At CES this year, we heard a lot about Google’s efforts to put its AI assistant in homes with LG and GE Appliances, and in cars with Android Auto integration. Little to nothing was said by either company about the workplace, which is no surprise since CES is a consumer trade show, but touchscreens will give Google Assistant a new form factor to compete with Alexa for enterprise customers.

Putting Echo smart speakers in offices has meant the ability to do things like control smart devices in meeting rooms or easily bring up calendar information. And an AI assistant combined with a visual user interface will be far more useful in a business environment than current voice-only applications.

As Google VP Scott Huffman told VentureBeat in an interview, the new line of devices will open up a variety of use cases for Google Assistant.

Given the number of products Google sells to enterprise customers today and the existing competition between Google and Amazon in verticals like the home, car, and hotel room, it’s clear Google will make a larger play with Google Assistant for the workplace.

Aside from smart speaker market leaders Google and Amazon, Microsoft has been in the workplace for years now, and it brought Cortana to Windows 10 devices in 2015. Today, more than 600 million PCs already have Cortana inside. Microsoft is also working on enterprise voice app skills that users can speak with through the Harman Kardon Invoke smart speaker, a Cortana team member told VentureBeat.

Cortana has some exclusive LinkedIn and Office 365 features and can do things like add events that include coworkers to your calendar. But Amazon is beginning to challenge Cortana’s PC monopoly as Alexa integrations with PCs from Lenovo, Acer, Asus, and HP were announced at CES.

Cisco joined the workplace assistant competition last fall and now wants its Spark Assistant to offer business performance metrics with voice commands during meetings. Cisco hopes its Spark Assistant and third-party meeting bots will eventually take meeting notes, anticipate workers’ needs, and even play a role in interpersonal relationships. While Cisco may not be a name you often hear mentioned in discussions of AI assistants, with hundreds of thousands of existing meeting endpoints, it’s one that should be taken seriously.

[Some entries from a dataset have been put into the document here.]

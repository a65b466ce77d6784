use async_trait::async_trait;

use crate::domain::auth::Caller;
use crate::domain::errors::{ScheduleError, ScheduleResult};

/// Source of the caller identity for the current request.
///
/// Token verification happens outside the core; implementations only report
/// who was verified.
#[async_trait]
pub trait AuthContext: Send + Sync {
    async fn current_caller(&self) -> ScheduleResult<Caller>;
}

/// A fixed identity, or none at all (`StaticAuth::default()`).
#[derive(Debug, Clone, Copy, Default)]
pub struct StaticAuth {
    caller: Option<Caller>,
}

impl From<Option<Caller>> for StaticAuth {
    fn from(caller: Option<Caller>) -> Self {
        Self { caller }
    }
}

#[async_trait]
impl AuthContext for StaticAuth {
    async fn current_caller(&self) -> ScheduleResult<Caller> {
        self.caller.ok_or(ScheduleError::Unauthenticated)
    }
}
use chrono::{NaiveDate, NaiveTime};
use thiserror::Error;

use crate::domain::swap_model::{SwapAction, SwapStatus};

pub type ScheduleResult<T> = Result<T, ScheduleError>;

/// Record kinds that errors can point at.
#[derive(Debug, Clone, Copy, PartialEq, Eq)]
pub enum Entity {
    Employee,
    Shift,
    SwapRequest,
}

impl std::fmt::Display for Entity {
    fn fmt(&self, f: &mut std::fmt::Formatter<'_>) -> std::fmt::Result {
        match self {
            Entity::Employee => write!(f, "employee"),
            Entity::Shift => write!(f, "shift"),
            Entity::SwapRequest => write!(f, "swap request"),
        }
    }
}

/// Failures raised by a store adapter.
#[derive(Debug, Error)]
pub enum StoreError {
    #[error("database error: {0}")]
    Database(#[from] sqlx::Error),

    #[error("migration failed: {0}")]
    Migration(#[from] sqlx::migrate::MigrateError),

    /// A persisted row that cannot be turned into a domain value.
    #[error("invalid {table} record {id}: {reason}")]
    InvalidRecord {
        table: &'static str,
        id: i64,
        reason: String,
    },
}

/// Every error the scheduling core surfaces to its caller.
#[derive(Debug, Error)]
pub enum ScheduleError {
    #[error("no authenticated caller")]
    Unauthenticated,

    #[error("invalid {field}: {message}")]
    Validation { field: &'static str, message: String },

    #[error("invalid time range: end {end} is not after start {start}")]
    InvalidRange { start: NaiveTime, end: NaiveTime },

    #[error("shift overlaps shift {existing_shift_id} of employee {employee_id} on {date}")]
    Conflict {
        employee_id: i64,
        date: NaiveDate,
        existing_shift_id: i64,
    },

    #[error("cannot {action} swap request {swap_id} while it is {status}")]
    InvalidTransition {
        swap_id: i64,
        status: SwapStatus,
        action: SwapAction,
    },

    #[error("employee {employee_id} is not allowed to {operation}")]
    Forbidden {
        operation: String,
        employee_id: i64,
    },

    #[error("{entity} {id} changed since the swap was requested ({reason}); reload and retry")]
    StaleReference {
        entity: Entity,
        id: i64,
        reason: String,
    },

    #[error("{entity} {id} not found")]
    NotFound { entity: Entity, id: i64 },

    #[error(transparent)]
    Store(#[from] StoreError),
}

impl ScheduleError {
    pub fn validation(field: &'static str, message: impl Into<String>) -> Self {
        ScheduleError::Validation {
            field,
            message: message.into(),
        }
    }

    pub fn forbidden(operation: impl Into<String>, employee_id: i64) -> Self {
        ScheduleError::Forbidden {
            operation: operation.into(),
            employee_id,
        }
    }

    /// Only transport-level database failures are worth a second read.
    pub fn is_retryable_read(&self) -> bool {
        matches!(self, ScheduleError::Store(StoreError::Database(_)))
    }
}

impl From<sqlx::Error> for ScheduleError {
    fn from(e: sqlx::Error) -> Self {
        ScheduleError::Store(StoreError::Database(e))
    }
}

impl From<crate::domain::time::InvalidRange> for ScheduleError {
    fn from(e: crate::domain::time::InvalidRange) -> Self {
        ScheduleError::InvalidRange {
            start: e.start,
            end: e.end,
        }
    }
}
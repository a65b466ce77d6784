use chrono::NaiveDate;

use crate::application::dto::{EmployeeHours, MonthlyHours};
use crate::application::{ensure_ordered_range, read_with_retry, ServiceContext};
use crate::domain::auth::Capability;
use crate::domain::errors::ScheduleResult;
use crate::domain::hours::{monthly_total, totals_by_employee};
use crate::domain::models::EmployeeId;
use crate::domain::time::YearMonth;
use crate::infrastructure::store::ShiftFilter;

pub struct HoursService {
    ctx: ServiceContext,
}

impl HoursService {
    pub fn new(ctx: ServiceContext) -> Self {
        Self { ctx }
    }

    /// Net hours worked by `employee_id` in `month`. Employees may only ask
    /// about themselves.
    pub async fn monthly_hours(&self, employee_id: EmployeeId, month: YearMonth) -> ScheduleResult<MonthlyHours> {
        let caller = self.ctx.caller().await?;
        caller.schedule_scope(Some(employee_id))?;

        let filter = ShiftFilter::for_employee(employee_id).between(month.first_day(), month.last_day());
        let store = &self.ctx.store;
        let filter = &filter;
        let shifts = read_with_retry("monthly hours", move || store.list_shifts(filter)).await?;

        let hours = monthly_total(&shifts, employee_id, month)?;
        tracing::debug!(employee_id, %month, minutes = hours.minutes(), "monthly hours computed");
        Ok(MonthlyHours::new(employee_id, month, hours))
    }

    /// Totals for every active employee over `[from, to]`, ordered by name.
    /// Employees without shifts in range are reported with zero hours.
    pub async fn hours_by_employee(&self, from: NaiveDate, to: NaiveDate) -> ScheduleResult<Vec<EmployeeHours>> {
        self.ctx.authorize(Capability::ViewReports).await?;
        ensure_ordered_range(Some(from), Some(to))?;

        let store = &self.ctx.store;
        let employees = read_with_retry("list employees", move || store.list_employees(true)).await?;
        let filter = ShiftFilter::default().between(from, to);
        let filter = &filter;
        let shifts = read_with_retry("hours report", move || store.list_shifts(filter)).await?;

        let totals = totals_by_employee(&shifts, from, to)?;
        Ok(employees
            .into_iter()
            .map(|e| {
                let hours = totals.get(&e.id).copied().unwrap_or_default();
                EmployeeHours::new(e.id, e.name, hours)
            })
            .collect())
    }
}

Touchscreen devices with visual third-party voice apps could be one way Google and Amazon carry the popularity of their voice interfaces from the home to the workplace. Both are trying to draw a distinction between the way these devices perform on say, an Android or Fire tablet with Google Assistant or Alexa inside and the performance via a Chromecast or Fire stick. Both also seem interested in creating unique visual interfaces for smart speakers on a screen, and it’s easy to understand why.

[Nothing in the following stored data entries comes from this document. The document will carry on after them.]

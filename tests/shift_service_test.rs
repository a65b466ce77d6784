mod tools;

#[cfg(test)]
mod shift_service_tests {
    use std::sync::Arc;

    use shift_desk::domain::errors::{Entity, ScheduleError};
    use shift_desk::domain::models::{NewShift, ShiftPatch, ShiftSlot, WorkingHours};
    use shift_desk::infrastructure::memory_store::MemoryStore;
    use shift_desk::infrastructure::notifier::ChangeEvent;
    use shift_desk::infrastructure::store::ShiftFilter;

    use crate::tools::{d, t, working, Harness};

    #[tokio::test]
    async fn test_overlapping_shift_is_rejected_and_adjacent_one_accepted() {
        for harness in [Harness::memory(), Harness::sqlite().await] {
            let boss = harness.seed_employee("Marta").await;
            let emp = harness.seed_employee("Aldo").await;
            let manager = harness.as_manager(boss.id);
            let day = d(2024, 6, 3);

            manager.shifts.create(working(emp.id, day, t(9, 0), t(17, 0))).await.unwrap();

            let err = manager.shifts.create(working(emp.id, day, t(16, 0), t(20, 0))).await.unwrap_err();
            assert!(matches!(err, ScheduleError::Conflict { .. }), "got {err:?}");

            manager.shifts.create(working(emp.id, day, t(17, 0), t(20, 0))).await.unwrap();

            let listed = manager.shifts.list(ShiftFilter::for_employee(emp.id)).await.unwrap();
            assert_eq!(listed.len(), 2);
        }
    }

    #[tokio::test]
    async fn test_same_hours_for_different_employees_do_not_conflict() {
        let harness = Harness::memory();
        let boss = harness.seed_employee("Marta").await;
        let a = harness.seed_employee("Aldo").await;
        let b = harness.seed_employee("Bianca").await;
        let manager = harness.as_manager(boss.id);
        let day = d(2024, 6, 3);

        manager.shifts.create(working(a.id, day, t(9, 0), t(17, 0))).await.unwrap();
        manager.shifts.create(working(b.id, day, t(9, 0), t(17, 0))).await.unwrap();
        manager.shifts.create(NewShift::off(a.id, day)).await.unwrap();

        assert_eq!(manager.shifts.roster(day).await.unwrap().len(), 3);
    }

    #[tokio::test]
    async fn test_today_roster_uses_the_configured_zone() {
        let harness = Harness::memory();
        let boss = harness.seed_employee("Marta").await;
        let emp = harness.seed_employee("Aldo").await;
        let manager = harness.as_manager(boss.id);
        let today = manager.shifts.today();

        let shift = harness.seed_shift(emp.id, today, t(9, 0), t(13, 0)).await;
        harness.seed_shift(emp.id, today.succ_opt().unwrap(), t(9, 0), t(13, 0)).await;

        assert_eq!(manager.shifts.today_roster().await.unwrap(), vec![shift]);
        let err = harness.as_employee(emp.id).shifts.today_roster().await.unwrap_err();
        assert!(matches!(err, ScheduleError::Forbidden { .. }));
    }

    #[tokio::test]
    async fn test_invalid_range_is_rejected_before_any_write() {
        let harness = Harness::memory();
        let boss = harness.seed_employee("Marta").await;
        let emp = harness.seed_employee("Aldo").await;
        let manager = harness.as_manager(boss.id);

        let err = manager
            .shifts
            .create(working(emp.id, d(2024, 6, 3), t(9, 0), t(9, 0)))
            .await
            .unwrap_err();
        assert!(matches!(err, ScheduleError::InvalidRange { .. }));
        assert!(manager.shifts.list(ShiftFilter::default()).await.unwrap().is_empty());
    }

    #[tokio::test]
    async fn test_unknown_or_inactive_employee_cannot_be_scheduled() {
        let harness = Harness::memory();
        let boss = harness.seed_employee("Marta").await;
        let emp = harness.seed_employee("Aldo").await;
        let manager = harness.as_manager(boss.id);

        let err = manager.shifts.create(working(999, d(2024, 6, 3), t(9, 0), t(12, 0))).await.unwrap_err();
        assert!(matches!(err, ScheduleError::NotFound { entity: Entity::Employee, id: 999 }));

        manager.employees.deactivate(emp.id).await.unwrap();
        let err = manager
            .shifts
            .create(working(emp.id, d(2024, 6, 3), t(9, 0), t(12, 0)))
            .await
            .unwrap_err();
        assert!(matches!(err, ScheduleError::Validation { field: "employee_id", .. }));
    }

    #[tokio::test]
    async fn test_employees_only_see_their_own_shifts() {
        let harness = Harness::memory();
        let boss = harness.seed_employee("Marta").await;
        let a = harness.seed_employee("Aldo").await;
        let b = harness.seed_employee("Bianca").await;
        let manager = harness.as_manager(boss.id);
        let day = d(2024, 6, 3);

        let mine = manager.shifts.create(working(a.id, day, t(9, 0), t(13, 0))).await.unwrap();
        let theirs = manager.shifts.create(working(b.id, day, t(9, 0), t(13, 0))).await.unwrap();

        let aldo = harness.as_employee(a.id);

        // no filter means "mine"
        let listed = aldo.shifts.list(ShiftFilter::default()).await.unwrap();
        assert_eq!(listed, vec![mine.clone()]);
        assert_eq!(aldo.shifts.get(mine.id).await.unwrap(), mine);

        let err = aldo.shifts.list(ShiftFilter::for_employee(b.id)).await.unwrap_err();
        assert!(matches!(err, ScheduleError::Forbidden { .. }));
        let err = aldo.shifts.get(theirs.id).await.unwrap_err();
        assert!(matches!(err, ScheduleError::Forbidden { .. }));
        let err = aldo.shifts.roster(day).await.unwrap_err();
        assert!(matches!(err, ScheduleError::Forbidden { .. }));
    }

    #[tokio::test]
    async fn test_mutations_require_a_manager() {
        let harness = Harness::memory();
        let emp = harness.seed_employee("Aldo").await;
        let shift = harness.seed_shift(emp.id, d(2024, 6, 3), t(9, 0), t(13, 0)).await;
        let aldo = harness.as_employee(emp.id);

        let err = aldo.shifts.create(working(emp.id, d(2024, 6, 4), t(9, 0), t(13, 0))).await.unwrap_err();
        assert!(matches!(err, ScheduleError::Forbidden { .. }));
        let err = aldo.shifts.delete(shift.id).await.unwrap_err();
        assert!(matches!(err, ScheduleError::Forbidden { .. }));

        let err = harness.anonymous().shifts.list(ShiftFilter::default()).await.unwrap_err();
        assert!(matches!(err, ScheduleError::Unauthenticated));
    }

    #[tokio::test]
    async fn test_update_applies_patch_and_checks_overlap() {
        let harness = Harness::sqlite().await;
        let boss = harness.seed_employee("Marta").await;
        let emp = harness.seed_employee("Aldo").await;
        let manager = harness.as_manager(boss.id);
        let day = d(2024, 6, 3);

        let morning = manager.shifts.create(working(emp.id, day, t(8, 0), t(12, 0))).await.unwrap();
        manager.shifts.create(working(emp.id, day, t(13, 0), t(17, 0))).await.unwrap();

        let patch = ShiftPatch {
            slot: Some(ShiftSlot::Working(WorkingHours::new(t(8, 0), t(13, 0)).with_break(15, false))),
            note: Some(Some("covers lunch".to_string())),
            ..Default::default()
        };
        let updated = manager.shifts.update(morning.id, patch).await.unwrap();
        assert_eq!(updated.interval(), Some((t(8, 0), t(13, 0))));
        assert_eq!(updated.note.as_deref(), Some("covers lunch"));

        let overlapping = ShiftPatch {
            slot: Some(ShiftSlot::Working(WorkingHours::new(t(8, 0), t(14, 0)))),
            ..Default::default()
        };
        let err = manager.shifts.update(morning.id, overlapping).await.unwrap_err();
        assert!(matches!(err, ScheduleError::Conflict { .. }));
        assert_eq!(manager.shifts.get(morning.id).await.unwrap(), updated);
    }

    #[tokio::test]
    async fn test_list_is_idempotent() {
        let harness = Harness::sqlite().await;
        let boss = harness.seed_employee("Marta").await;
        let emp = harness.seed_employee("Aldo").await;
        harness.seed_shift(emp.id, d(2024, 6, 3), t(9, 0), t(13, 0)).await;
        harness.seed_shift(emp.id, d(2024, 6, 1), t(9, 0), t(13, 0)).await;
        let manager = harness.as_manager(boss.id);

        let filter = ShiftFilter::default().between(d(2024, 6, 1), d(2024, 6, 30));
        let first = manager.shifts.list(filter).await.unwrap();
        let second = manager.shifts.list(filter).await.unwrap();
        assert_eq!(first, second);
        assert_eq!(first[0].date, d(2024, 6, 1));
    }

    #[tokio::test]
    async fn test_reversed_date_range_is_rejected() {
        let harness = Harness::memory();
        let boss = harness.seed_employee("Marta").await;
        let manager = harness.as_manager(boss.id);

        let filter = ShiftFilter::default().between(d(2024, 6, 30), d(2024, 6, 1));
        let err = manager.shifts.list(filter).await.unwrap_err();
        assert!(matches!(err, ScheduleError::Validation { field: "date_to", .. }));
    }

    #[tokio::test]
    async fn test_reads_are_retried_once() {
        let store = MemoryStore::new();
        let harness = Harness::with_store(Arc::new(store.clone()));
        let emp = harness.seed_employee("Aldo").await;
        harness.seed_shift(emp.id, d(2024, 6, 3), t(9, 0), t(13, 0)).await;
        let aldo = harness.as_employee(emp.id);

        store.fail_next_reads(1).await;
        assert_eq!(aldo.shifts.list(ShiftFilter::default()).await.unwrap().len(), 1);

        store.fail_next_reads(2).await;
        let err = aldo.shifts.list(ShiftFilter::default()).await.unwrap_err();
        assert!(err.is_retryable_read());
    }

    #[tokio::test]
    async fn test_committed_changes_are_announced() {
        let harness = Harness::memory();
        let boss = harness.seed_employee("Marta").await;
        let emp = harness.seed_employee("Aldo").await;
        let manager = harness.as_manager(boss.id);
        let mut events = harness.notifier.subscribe();

        let shift = manager.shifts.create(working(emp.id, d(2024, 6, 3), t(9, 0), t(13, 0))).await.unwrap();
        manager.shifts.delete(shift.id).await.unwrap();

        // a rejected write announces nothing
        manager.shifts.delete(shift.id).await.unwrap_err();

        assert_eq!(events.recv().await.unwrap(), ChangeEvent::ShiftsChanged { scope: Some(emp.id) });
        assert_eq!(events.recv().await.unwrap(), ChangeEvent::ShiftsChanged { scope: Some(emp.id) });
        assert!(events.try_recv().is_err());
    }
}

A year or two from now, a smart speaker with a screen could offer more in the workplace than video chat — providing a conversational interface for things like insightful CRM data from Salesforce and sentiment analysis from video chats with clients or drawing from a growing list of cloud AI services.

With Google Assistant on a smartphone, after a question is answered you’ll see suggestions that anticipate follow-up questions. Suggested tips will be part of the experience on these new Google Assistant devices, too. Imagine this feature trained with employer questions to improve business performance.

These kinds of features paired with visual skills from third-party developers could become part of the new work station, alerting sales associates when their numbers dip, or, as Cortana does today, automatically generating to-do-list items based on tasks assigned to you in emails.

Maybe Satya Nadella was right when he said in 2016 that conversational computing would become a central part of what developers do and change the definition of computing for everyone. Tech and hardware makers sure seem to believe that is the case.

As the fight to become the go-to workplace assistant begins, it’s hard to imagine Google won’t make a major push for companies to adopt devices with its assistant, much as Amazon did with Alexa for Business. That push will likely lean hard on the importance of the kind of visual and interactive experience first glimpsed at CES this week.